UMEM Educational Pearls

Nirmatrelvir-ritonavir (Paxlovid™) is a combination of two protease inhibitors used for the treatment of mild-moderate symptomatic COVID-19. Nirmatrelvir inhibits the SARS-CoV2 main protease, and ritonavir inhibits metabolism of nirmatrelvir, acting as a “booster” to increase nirmatrelvir concentrations. 

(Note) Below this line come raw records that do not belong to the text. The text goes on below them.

use std::sync::Arc;

use banter_agent::runtime::AgentRuntime;
use banter_core::config::{AppConfig, ConfigError, LoadOptions};
use banter_core::errors::ApplicationError;
use banter_db::{connect_with_settings, migrations, DbPool};
use thiserror::Error;
use tracing::info;

pub struct Application {
    pub config: AppConfig,
    pub db_pool: DbPool,
    pub agent_runtime: Arc<AgentRuntime>,
}

#[derive(Debug, Error)]
pub enum BootstrapError {
    #[error(transparent)]
    Config(#[from] ConfigError),
    #[error("database connection failed: {0}")]
    DatabaseConnect(#[source] sqlx::Error),
    #[error("database migration failed: {0}")]
    Migration(#[source] sqlx::migrate::MigrateError),
    #[error("agent runtime construction failed: {0}")]
    Runtime(#[source] ApplicationError),
}

pub async fn bootstrap(options: LoadOptions) -> Result<Application, BootstrapError> {
    let config = AppConfig::load(options)?;
    bootstrap_with_config(config).await
}

/// Brings the service up in dependency order: pool, migrations, runtime.
/// Fails fast on the first stage that cannot come up.
pub async fn bootstrap_with_config(config: AppConfig) -> Result<Application, BootstrapError> {
    info!(
        event_name = "system.bootstrap.start",
        correlation_id = "bootstrap",
        conversation_id = "unknown",
        "starting application bootstrap"
    );

    let db_pool = connect_with_settings(
        &config.database.url,
        config.database.max_connections,
        config.database.timeout_secs,
    )
    .await
    .map_err(BootstrapError::DatabaseConnect)?;
    info!(
        event_name = "system.bootstrap.database_connected",
        correlation_id = "bootstrap",
        conversation_id = "unknown",
        "database connection established"
    );

    migrations::run_pending(&db_pool).await.map_err(BootstrapError::Migration)?;
    info!(
        event_name = "system.bootstrap.migrations_applied",
        correlation_id = "bootstrap",
        conversation_id = "unknown",
        "database migrations applied"
    );

    let agent_runtime =
        AgentRuntime::from_config(&config, db_pool.clone()).map_err(BootstrapError::Runtime)?;
    info!(
        event_name = "system.bootstrap.runtime_ready",
        correlation_id = "bootstrap",
        conversation_id = "unknown",
        model_count = config.llm.models.len(),
        "agent runtime constructed"
    );

    Ok(Application { config, db_pool, agent_runtime: Arc::new(agent_runtime) })
}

The EPIC-HR trial, which included non-hospitalized adults with mild-moderate COVID-19 who were unvaccinated and at risk of progressing to severe disease, showed an 89% reduction in COVID-19-related hospitalization or 28-day all-cause mortality in patients treated with nirmatrelvir-ritonavir compared to placebo. The efficacy rates in this trial were similar to remdesivir (87% relative risk reduction), and greater than molnupiravir (31% relative risk reduction), two alternative agents used for treatment of mild-moderate COVID-19. However, these three agents have never been directly compared. Nirmatrelvir-ritonavir was initially approved by the FDA under Emergency Use Authorization (EUA), but is now fully FDA-approved as of May 2023. 

Which patients benefit?

  • Mild – moderate COVID-19 symptoms
    • ED or outpatients
    • Hospitalized patients who are admitted for reasons other than COVID-19
  • Not requiring supplemental oxygen above baseline needs
  • Presenting within 5-7 days of symptom onset
  • Risk factor(s) for progression to severe disease
    • Age > 65
    • Comorbidities such as diabetes, chronic lung disease, asthma, malignancy, etc.
    • Immunocompromise

Drug-Drug Interactions:

  • Ritonavir strongly inhibits the CYP3A4 enzyme, which may significantly increase serum concentrations of medications metabolized by CYP3A4. Several common medications are metabolized by this enzyme and concomitant use may pose serious risk of toxicity.
  • In many cases, drug-drug interactions can be managed safely with close monitoring or dose adjustments. Some may require use of alternative COVID-19 therapies such as remdesivir or molnupiravir.

Dosing:

  • eGFR 60 mL/min or above: Nirmatrelvir 300 mg (2 tabs) + ritonavir 100 mg (1 tab) twice daily for 5 days
  • eGFR >30 - <60 mL/min: Nirmatrelvir 150 mg (1 tab) + ritonavir 100 mg (1 tab) twice daily for 5 days
  • eGFR <30 mL/min: Use is not recommended per the manufacturer, but retrospective studies have shown that reduced dosing is well-tolerated.

Common side effects:

  • Diarrhea (3%)
  • Altered sense of taste (5%)

Bottom Line: Paxlovid is appropriate for patients with symptomatic mild-moderate COVID-19 with risk factors for progression to severe disease. Ask your pharmacist for assistance evaluating drug-drug interactions!

References

  • Ritonavir-boosted nirmatrelvir (Paxlovid™) [package insert]. New York, NY. Pfizer Inc. 2023.
  • COVID-19 Treatment Guidelines Panel. Coronavirus Disease 2019 (COVID-19) Treatment Guidelines. National Institutes of Health. Available at https://www.covid19treatmentguidelines.nih.gov/. Accessed 11 Jan 2024.
  • Hammond J, Leister-Tebbe H, Gardner A, Abreu P et al. Oral nirmatrelvir for high-risk non-hospitalized adults with COVID-19. N Engl J Med. 2022; 386:1397-1408
  • Gottlieb RL, Vaca CE, Paredes R et al. Early remdesivir to prevent progression to severe COVID-19 in outpatients. N Engl J Med. 2022;386(4):305-315.
  • Jayk Bernal A, Gomes da Silva MM, Musungaie DB et al. Molnupiravir for oral treatment of COVID-19 in nonhospitalized patients. N Engl J Med. 2022;386(6):509-520.
  • Chan GCK, Lui GCY, Wong CNS, et al. Safety profile and clinical and virological outcomes of nirmatrelvir-ritonavir treatment in patients with advanced chronic kidney disease and coronavirus disease 2019 (COVID-19). Clin Infect Dis. 2023; 77(10):1406-1412.
  • Hiremath S, Blake PG, Yeung A, et al. Early experience with modified dose nirmatrelvir/ritonavir in dialysis patients with coronavirus disease 2019. Clin J Am Soc Nephrol. 2023;18(4):485-490.